EXERCISE DETAILS
Beginning with the first line, copy out each line of the material until the line containing "WKT or, when" has been copied as well.

Segment Open

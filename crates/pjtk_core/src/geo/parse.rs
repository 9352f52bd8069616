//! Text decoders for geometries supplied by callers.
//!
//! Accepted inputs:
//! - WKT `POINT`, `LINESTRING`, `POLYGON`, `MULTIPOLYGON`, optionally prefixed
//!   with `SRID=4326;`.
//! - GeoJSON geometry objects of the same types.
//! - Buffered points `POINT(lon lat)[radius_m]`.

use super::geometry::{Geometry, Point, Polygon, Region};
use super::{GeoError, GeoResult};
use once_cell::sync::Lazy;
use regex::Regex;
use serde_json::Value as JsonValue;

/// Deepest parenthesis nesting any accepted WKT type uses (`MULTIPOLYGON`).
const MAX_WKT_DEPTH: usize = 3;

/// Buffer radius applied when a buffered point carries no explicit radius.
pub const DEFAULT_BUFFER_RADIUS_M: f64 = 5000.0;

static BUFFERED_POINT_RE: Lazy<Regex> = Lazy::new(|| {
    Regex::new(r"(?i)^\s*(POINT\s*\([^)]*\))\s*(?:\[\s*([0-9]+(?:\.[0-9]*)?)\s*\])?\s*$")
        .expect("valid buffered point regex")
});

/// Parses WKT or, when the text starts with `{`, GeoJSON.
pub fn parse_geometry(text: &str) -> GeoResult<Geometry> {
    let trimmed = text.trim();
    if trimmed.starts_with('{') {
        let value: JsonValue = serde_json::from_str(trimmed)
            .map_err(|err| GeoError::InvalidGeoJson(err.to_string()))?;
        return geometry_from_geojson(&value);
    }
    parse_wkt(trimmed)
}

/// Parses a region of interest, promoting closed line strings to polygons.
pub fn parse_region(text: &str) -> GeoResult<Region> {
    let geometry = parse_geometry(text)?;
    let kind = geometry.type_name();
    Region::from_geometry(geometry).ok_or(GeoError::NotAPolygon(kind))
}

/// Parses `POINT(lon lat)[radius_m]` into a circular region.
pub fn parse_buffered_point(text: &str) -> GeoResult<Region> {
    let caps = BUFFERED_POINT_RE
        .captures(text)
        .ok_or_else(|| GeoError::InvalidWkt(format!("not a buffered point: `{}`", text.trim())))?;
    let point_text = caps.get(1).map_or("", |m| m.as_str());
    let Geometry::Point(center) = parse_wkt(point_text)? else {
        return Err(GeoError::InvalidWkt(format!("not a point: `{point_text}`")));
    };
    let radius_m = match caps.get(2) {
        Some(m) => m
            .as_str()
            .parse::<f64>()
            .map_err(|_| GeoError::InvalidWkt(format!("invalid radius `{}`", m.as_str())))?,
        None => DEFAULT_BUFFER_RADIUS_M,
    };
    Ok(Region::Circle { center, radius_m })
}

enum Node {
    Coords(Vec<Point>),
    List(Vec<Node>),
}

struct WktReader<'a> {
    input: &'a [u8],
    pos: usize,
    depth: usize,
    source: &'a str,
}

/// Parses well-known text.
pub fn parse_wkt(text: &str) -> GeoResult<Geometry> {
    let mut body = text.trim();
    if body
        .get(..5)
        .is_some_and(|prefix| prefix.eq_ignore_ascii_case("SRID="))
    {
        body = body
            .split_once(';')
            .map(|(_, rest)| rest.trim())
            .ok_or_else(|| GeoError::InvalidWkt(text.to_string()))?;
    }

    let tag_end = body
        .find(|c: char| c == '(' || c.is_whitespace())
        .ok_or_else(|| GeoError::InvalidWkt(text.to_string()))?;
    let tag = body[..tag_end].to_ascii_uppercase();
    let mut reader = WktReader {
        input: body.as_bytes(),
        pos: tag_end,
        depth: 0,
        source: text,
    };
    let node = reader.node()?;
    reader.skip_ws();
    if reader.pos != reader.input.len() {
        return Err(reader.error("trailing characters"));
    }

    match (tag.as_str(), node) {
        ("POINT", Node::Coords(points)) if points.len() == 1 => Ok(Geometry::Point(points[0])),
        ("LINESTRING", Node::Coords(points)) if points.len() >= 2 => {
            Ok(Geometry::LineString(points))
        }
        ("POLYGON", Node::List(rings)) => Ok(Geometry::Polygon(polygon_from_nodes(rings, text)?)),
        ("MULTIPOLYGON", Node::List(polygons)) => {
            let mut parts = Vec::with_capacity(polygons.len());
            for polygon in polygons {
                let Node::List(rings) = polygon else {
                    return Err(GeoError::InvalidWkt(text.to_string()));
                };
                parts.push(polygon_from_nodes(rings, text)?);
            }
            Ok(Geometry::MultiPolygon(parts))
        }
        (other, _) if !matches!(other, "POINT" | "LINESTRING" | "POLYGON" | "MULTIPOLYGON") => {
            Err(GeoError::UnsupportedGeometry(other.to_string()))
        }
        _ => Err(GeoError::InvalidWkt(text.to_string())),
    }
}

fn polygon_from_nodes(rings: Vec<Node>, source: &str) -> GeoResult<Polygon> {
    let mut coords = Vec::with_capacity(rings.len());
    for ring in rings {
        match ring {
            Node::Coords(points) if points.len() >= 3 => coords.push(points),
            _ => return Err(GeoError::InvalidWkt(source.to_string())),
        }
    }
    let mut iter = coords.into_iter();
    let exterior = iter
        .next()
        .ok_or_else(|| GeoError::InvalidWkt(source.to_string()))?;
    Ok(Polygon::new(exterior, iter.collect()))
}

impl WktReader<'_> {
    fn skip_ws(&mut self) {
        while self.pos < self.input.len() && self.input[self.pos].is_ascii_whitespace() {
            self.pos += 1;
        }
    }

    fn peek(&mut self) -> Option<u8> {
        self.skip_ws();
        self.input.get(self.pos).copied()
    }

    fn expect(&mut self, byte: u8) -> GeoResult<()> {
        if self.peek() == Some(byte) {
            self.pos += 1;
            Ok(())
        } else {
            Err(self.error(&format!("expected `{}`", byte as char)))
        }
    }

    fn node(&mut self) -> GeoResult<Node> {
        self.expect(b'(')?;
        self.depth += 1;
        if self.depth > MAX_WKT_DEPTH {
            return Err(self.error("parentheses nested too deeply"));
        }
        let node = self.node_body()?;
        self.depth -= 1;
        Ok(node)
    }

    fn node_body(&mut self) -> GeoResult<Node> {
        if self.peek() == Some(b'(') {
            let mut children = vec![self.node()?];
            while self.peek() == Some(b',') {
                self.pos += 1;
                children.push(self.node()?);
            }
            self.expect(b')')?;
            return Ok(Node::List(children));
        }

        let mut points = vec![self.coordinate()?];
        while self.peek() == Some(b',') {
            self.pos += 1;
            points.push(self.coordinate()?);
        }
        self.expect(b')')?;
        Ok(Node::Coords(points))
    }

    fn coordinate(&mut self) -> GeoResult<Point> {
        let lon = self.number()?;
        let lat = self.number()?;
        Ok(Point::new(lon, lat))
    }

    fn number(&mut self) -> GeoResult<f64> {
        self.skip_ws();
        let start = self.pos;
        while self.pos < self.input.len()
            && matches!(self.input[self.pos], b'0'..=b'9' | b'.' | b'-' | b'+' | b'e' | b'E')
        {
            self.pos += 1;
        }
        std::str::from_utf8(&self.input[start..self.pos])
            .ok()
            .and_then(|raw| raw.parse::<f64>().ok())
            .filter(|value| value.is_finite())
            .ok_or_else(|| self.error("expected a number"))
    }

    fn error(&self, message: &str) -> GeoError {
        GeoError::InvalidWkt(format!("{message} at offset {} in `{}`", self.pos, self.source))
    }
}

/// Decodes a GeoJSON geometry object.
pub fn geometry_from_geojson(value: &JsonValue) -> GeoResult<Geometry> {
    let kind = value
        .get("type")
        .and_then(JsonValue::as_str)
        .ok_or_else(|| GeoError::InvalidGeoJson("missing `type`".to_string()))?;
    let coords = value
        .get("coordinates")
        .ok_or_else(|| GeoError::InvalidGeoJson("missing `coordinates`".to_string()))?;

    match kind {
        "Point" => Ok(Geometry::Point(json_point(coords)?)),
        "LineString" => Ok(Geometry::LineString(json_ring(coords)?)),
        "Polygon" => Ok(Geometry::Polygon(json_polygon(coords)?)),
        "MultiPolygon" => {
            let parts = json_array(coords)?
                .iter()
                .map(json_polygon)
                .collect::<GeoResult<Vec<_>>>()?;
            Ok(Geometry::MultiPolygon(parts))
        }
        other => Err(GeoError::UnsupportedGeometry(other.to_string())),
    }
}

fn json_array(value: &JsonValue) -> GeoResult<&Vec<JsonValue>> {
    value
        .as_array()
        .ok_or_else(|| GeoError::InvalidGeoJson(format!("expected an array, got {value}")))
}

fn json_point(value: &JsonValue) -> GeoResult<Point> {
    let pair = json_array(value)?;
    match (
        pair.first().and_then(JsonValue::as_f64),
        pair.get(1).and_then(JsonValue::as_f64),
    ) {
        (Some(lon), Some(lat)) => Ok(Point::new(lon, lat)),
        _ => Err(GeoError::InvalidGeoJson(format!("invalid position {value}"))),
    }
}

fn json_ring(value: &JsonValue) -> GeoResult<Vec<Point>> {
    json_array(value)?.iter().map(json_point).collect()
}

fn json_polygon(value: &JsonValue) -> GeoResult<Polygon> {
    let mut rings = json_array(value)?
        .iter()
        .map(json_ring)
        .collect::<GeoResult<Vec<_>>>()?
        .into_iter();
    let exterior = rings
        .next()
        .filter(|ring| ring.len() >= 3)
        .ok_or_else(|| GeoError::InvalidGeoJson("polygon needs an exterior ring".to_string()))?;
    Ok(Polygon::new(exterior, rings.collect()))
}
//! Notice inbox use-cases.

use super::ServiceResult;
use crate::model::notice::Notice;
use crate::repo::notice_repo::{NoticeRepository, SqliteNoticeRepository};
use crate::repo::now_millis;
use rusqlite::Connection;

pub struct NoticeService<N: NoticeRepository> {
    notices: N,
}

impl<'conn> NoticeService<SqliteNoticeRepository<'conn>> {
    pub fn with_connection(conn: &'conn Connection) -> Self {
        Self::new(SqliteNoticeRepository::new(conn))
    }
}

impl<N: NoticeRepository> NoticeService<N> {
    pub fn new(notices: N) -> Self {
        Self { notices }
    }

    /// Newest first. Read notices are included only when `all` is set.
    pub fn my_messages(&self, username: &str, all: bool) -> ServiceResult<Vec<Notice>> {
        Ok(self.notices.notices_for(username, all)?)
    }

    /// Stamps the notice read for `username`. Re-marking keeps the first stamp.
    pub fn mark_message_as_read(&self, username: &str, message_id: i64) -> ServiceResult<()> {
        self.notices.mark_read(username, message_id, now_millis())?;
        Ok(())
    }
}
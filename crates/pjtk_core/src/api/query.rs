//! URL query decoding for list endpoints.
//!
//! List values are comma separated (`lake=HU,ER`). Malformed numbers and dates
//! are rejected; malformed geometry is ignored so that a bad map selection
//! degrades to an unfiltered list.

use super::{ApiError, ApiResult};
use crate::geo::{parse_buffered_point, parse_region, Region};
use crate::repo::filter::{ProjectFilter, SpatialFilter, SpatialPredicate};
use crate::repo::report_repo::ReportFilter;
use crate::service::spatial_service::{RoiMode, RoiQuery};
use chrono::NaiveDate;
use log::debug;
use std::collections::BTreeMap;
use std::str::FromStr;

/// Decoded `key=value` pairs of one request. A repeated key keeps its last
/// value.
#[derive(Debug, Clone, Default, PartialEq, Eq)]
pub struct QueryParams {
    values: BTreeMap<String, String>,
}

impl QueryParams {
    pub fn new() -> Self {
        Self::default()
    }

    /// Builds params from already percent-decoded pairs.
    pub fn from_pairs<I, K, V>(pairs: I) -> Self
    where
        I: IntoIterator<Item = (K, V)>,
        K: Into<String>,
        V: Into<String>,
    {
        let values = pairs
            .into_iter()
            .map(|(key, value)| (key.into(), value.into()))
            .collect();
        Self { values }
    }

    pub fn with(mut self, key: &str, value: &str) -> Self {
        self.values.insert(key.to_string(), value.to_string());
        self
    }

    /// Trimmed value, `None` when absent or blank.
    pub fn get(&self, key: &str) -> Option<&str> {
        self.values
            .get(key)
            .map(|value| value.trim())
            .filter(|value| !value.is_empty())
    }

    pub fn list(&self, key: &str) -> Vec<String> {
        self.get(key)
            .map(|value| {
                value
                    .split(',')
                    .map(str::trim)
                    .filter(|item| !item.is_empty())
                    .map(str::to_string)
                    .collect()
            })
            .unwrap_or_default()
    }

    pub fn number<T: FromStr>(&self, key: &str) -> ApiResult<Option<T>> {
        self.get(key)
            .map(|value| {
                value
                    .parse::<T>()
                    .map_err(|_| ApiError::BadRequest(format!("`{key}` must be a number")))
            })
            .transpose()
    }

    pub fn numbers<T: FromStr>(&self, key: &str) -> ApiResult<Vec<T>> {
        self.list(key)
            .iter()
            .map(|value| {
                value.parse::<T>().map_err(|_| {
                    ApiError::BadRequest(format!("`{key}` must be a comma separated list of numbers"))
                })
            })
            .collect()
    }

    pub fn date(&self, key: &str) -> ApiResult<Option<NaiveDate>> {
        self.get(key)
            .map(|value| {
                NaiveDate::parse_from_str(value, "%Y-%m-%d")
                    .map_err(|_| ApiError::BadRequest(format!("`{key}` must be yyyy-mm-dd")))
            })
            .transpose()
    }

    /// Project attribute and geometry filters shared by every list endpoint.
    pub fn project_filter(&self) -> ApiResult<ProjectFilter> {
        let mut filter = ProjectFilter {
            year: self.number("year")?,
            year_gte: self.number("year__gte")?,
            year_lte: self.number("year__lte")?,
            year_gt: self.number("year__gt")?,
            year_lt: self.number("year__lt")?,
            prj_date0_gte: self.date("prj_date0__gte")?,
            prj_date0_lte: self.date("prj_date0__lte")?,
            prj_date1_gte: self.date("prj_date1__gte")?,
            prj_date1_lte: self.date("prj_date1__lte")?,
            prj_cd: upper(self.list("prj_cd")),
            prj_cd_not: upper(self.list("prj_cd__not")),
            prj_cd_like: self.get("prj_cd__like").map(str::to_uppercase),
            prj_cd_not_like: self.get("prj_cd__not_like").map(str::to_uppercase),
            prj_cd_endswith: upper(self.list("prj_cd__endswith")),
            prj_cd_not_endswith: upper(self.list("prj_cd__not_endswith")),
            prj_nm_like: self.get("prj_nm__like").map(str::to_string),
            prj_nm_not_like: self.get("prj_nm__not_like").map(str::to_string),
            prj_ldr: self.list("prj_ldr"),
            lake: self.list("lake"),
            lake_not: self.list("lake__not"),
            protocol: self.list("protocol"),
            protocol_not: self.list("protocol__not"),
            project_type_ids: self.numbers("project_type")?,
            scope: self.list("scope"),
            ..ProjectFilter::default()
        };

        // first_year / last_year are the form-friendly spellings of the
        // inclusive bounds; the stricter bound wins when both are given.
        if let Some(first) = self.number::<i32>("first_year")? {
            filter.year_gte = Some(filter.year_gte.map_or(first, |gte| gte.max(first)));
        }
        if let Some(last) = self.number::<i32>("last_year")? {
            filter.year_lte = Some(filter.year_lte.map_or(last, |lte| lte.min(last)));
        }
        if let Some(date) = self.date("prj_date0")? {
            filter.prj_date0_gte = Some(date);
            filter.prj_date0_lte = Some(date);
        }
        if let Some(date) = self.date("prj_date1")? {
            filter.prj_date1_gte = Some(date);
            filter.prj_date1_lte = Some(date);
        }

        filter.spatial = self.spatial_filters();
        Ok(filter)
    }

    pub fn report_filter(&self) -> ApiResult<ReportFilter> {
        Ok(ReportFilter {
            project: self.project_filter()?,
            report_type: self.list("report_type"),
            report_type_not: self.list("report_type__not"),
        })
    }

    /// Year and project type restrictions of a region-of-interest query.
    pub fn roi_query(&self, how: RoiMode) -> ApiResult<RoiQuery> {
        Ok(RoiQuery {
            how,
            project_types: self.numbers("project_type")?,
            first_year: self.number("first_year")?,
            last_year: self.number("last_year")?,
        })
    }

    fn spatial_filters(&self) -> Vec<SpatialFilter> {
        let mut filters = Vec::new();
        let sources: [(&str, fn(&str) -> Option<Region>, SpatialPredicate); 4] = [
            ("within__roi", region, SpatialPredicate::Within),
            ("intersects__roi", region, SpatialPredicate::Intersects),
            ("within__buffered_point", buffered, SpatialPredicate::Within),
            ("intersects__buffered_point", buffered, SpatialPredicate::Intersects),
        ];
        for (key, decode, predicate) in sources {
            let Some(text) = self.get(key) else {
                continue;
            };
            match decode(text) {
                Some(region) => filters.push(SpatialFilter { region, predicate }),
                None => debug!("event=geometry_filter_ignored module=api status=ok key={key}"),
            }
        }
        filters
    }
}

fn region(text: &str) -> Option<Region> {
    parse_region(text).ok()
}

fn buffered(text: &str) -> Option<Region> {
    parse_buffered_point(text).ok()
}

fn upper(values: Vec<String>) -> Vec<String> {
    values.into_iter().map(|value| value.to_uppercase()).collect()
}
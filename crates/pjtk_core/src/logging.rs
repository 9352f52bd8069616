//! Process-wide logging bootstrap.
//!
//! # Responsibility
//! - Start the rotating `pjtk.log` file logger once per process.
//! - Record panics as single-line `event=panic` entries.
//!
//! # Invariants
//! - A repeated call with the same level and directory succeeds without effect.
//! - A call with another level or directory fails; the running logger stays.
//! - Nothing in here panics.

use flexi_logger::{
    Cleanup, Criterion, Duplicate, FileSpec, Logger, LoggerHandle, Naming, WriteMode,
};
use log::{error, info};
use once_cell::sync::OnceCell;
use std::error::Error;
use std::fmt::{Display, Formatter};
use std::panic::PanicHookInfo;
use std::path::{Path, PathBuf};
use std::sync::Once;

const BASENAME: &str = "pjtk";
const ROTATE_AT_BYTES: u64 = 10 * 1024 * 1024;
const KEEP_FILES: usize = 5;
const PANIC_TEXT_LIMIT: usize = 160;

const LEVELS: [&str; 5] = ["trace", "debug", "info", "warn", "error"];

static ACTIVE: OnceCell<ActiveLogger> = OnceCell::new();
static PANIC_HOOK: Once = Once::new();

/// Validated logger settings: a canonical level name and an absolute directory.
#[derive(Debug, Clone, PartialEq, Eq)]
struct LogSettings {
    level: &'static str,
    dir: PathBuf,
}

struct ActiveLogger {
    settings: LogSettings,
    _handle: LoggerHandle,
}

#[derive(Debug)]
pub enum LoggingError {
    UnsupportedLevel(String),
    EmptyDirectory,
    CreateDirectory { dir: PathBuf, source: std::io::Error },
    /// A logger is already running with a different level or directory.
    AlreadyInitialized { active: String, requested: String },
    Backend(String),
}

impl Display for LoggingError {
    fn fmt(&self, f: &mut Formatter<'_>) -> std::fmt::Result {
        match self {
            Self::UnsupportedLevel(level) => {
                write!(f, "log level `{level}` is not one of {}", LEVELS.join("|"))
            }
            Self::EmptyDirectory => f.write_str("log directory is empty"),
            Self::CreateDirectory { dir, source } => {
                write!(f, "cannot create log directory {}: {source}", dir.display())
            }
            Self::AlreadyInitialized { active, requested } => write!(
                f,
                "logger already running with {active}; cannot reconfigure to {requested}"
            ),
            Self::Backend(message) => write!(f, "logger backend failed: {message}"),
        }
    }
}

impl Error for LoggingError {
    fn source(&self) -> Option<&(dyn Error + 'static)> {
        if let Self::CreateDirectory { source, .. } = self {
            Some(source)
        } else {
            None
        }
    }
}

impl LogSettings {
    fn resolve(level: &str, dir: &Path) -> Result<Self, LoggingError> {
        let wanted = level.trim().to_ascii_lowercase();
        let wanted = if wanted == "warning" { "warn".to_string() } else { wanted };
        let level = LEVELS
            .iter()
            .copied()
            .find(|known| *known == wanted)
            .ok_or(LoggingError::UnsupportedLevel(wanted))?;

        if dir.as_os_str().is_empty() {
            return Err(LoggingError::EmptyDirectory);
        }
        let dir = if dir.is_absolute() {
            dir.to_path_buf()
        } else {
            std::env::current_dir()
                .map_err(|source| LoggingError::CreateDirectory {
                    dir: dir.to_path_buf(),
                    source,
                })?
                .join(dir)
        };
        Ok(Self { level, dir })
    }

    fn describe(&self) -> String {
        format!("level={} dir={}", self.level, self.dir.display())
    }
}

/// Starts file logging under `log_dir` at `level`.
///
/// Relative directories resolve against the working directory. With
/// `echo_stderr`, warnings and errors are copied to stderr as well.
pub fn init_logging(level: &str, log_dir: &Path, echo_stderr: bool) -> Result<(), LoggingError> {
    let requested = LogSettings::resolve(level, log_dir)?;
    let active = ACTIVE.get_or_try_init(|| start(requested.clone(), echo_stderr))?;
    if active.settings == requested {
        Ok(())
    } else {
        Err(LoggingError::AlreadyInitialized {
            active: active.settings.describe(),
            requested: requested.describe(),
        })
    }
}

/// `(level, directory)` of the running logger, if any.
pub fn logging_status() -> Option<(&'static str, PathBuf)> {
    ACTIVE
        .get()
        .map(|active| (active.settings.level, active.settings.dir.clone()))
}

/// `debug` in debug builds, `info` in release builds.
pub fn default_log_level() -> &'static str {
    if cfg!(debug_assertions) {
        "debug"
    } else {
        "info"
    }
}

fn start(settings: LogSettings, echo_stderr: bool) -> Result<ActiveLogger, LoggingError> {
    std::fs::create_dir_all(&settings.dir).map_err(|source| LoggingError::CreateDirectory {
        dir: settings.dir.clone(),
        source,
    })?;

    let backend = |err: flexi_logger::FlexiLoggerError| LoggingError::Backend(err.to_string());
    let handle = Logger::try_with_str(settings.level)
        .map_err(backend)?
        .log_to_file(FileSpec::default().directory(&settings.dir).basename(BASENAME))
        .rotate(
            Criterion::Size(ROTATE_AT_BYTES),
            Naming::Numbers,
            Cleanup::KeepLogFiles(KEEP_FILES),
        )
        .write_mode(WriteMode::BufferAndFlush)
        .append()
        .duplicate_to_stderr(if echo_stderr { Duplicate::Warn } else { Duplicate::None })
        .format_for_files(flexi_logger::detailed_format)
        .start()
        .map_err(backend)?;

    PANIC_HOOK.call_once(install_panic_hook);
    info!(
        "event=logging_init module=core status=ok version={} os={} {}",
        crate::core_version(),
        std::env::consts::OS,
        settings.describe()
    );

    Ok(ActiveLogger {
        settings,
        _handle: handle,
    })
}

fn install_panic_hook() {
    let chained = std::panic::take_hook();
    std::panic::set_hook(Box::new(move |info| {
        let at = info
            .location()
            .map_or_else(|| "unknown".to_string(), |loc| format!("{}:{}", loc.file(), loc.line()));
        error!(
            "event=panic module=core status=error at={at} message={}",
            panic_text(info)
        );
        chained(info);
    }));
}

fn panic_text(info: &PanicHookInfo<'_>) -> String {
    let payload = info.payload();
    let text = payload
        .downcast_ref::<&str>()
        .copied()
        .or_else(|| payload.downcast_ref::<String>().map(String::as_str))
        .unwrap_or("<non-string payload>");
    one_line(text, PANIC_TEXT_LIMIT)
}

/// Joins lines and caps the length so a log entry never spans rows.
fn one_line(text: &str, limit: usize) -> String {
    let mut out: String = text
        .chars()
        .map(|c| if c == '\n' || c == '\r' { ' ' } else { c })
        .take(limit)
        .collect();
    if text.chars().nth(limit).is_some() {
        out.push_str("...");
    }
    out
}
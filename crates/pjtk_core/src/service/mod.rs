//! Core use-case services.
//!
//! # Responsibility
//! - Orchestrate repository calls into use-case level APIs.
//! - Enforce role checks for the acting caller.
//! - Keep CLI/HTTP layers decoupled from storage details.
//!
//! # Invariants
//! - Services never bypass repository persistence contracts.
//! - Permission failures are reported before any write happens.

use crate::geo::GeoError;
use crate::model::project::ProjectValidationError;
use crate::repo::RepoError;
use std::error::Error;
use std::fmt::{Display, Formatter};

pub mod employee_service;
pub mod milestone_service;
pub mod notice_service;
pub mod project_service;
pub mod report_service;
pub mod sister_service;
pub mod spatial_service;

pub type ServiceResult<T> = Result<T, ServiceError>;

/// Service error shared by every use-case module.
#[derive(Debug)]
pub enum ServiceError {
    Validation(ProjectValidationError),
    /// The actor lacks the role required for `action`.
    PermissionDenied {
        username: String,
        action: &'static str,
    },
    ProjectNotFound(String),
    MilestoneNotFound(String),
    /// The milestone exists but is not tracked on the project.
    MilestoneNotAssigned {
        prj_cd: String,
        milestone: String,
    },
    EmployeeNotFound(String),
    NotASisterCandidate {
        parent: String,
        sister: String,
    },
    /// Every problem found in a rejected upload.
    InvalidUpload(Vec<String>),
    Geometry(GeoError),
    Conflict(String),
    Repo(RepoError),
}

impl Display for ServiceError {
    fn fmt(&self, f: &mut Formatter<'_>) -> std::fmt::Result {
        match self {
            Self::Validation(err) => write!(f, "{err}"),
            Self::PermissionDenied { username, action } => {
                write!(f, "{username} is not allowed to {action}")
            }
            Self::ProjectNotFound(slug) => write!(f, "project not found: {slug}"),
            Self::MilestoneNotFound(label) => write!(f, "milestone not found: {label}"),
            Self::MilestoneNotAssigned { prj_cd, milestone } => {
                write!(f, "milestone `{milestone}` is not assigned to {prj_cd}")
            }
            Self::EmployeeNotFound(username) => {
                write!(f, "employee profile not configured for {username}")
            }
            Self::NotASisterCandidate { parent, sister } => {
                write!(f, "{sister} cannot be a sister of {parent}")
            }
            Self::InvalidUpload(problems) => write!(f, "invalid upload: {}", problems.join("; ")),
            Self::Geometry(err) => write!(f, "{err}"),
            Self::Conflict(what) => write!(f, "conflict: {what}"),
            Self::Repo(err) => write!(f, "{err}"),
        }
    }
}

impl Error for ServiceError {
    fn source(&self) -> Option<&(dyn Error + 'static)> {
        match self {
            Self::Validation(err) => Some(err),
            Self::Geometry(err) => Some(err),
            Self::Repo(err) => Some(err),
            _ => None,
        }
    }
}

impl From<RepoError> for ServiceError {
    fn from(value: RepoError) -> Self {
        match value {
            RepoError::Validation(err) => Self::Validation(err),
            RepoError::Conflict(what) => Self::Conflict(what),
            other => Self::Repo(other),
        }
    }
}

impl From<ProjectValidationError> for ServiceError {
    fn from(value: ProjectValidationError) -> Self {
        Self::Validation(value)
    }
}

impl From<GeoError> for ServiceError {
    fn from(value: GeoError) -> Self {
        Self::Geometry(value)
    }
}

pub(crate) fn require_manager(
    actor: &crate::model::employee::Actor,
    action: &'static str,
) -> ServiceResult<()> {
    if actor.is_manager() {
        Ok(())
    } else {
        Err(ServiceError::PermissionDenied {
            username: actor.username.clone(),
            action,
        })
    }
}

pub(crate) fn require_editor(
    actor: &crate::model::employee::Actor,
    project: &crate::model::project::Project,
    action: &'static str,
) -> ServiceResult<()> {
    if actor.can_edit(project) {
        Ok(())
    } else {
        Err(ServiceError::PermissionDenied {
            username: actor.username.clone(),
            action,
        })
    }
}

Segment Closed

OUTPUT BELOW
filename crates/pjtk_core/src/geo/parse.rs
repository 9352f52bd8069616
//! Text decoders for geometries supplied by callers.
//!
//! Accepted inputs:
//! - WKT `POINT`, `LINESTRING`, `POLYGON`, `MULTIPOLYGON`, optionally prefixed
//!   with `SRID=4326;`.
//! - GeoJSON geometry objects of the same types.
//! - Buffered points `POINT(lon lat)[radius_m]`.

use super::geometry::{Geometry, Point, Polygon, Region};
use super::{GeoError, GeoResult};
use once_cell::sync::Lazy;
use regex::Regex;
use serde_json::Value as JsonValue;

/// Deepest parenthesis nesting any accepted WKT type uses (`MULTIPOLYGON`).
const MAX_WKT_DEPTH: usize = 3;

/// Buffer radius applied when a buffered point carries no explicit radius.
pub const DEFAULT_BUFFER_RADIUS_M: f64 = 5000.0;

static BUFFERED_POINT_RE: Lazy<Regex> = Lazy::new(|| {
    Regex::new(r"(?i)^\s*(POINT\s*\([^)]*\))\s*(?:\[\s*([0-9]+(?:\.[0-9]*)?)\s*\])?\s*$")
        .expect("valid buffered point regex")
});

/// Parses WKT or, when the text starts with `{`, GeoJSON.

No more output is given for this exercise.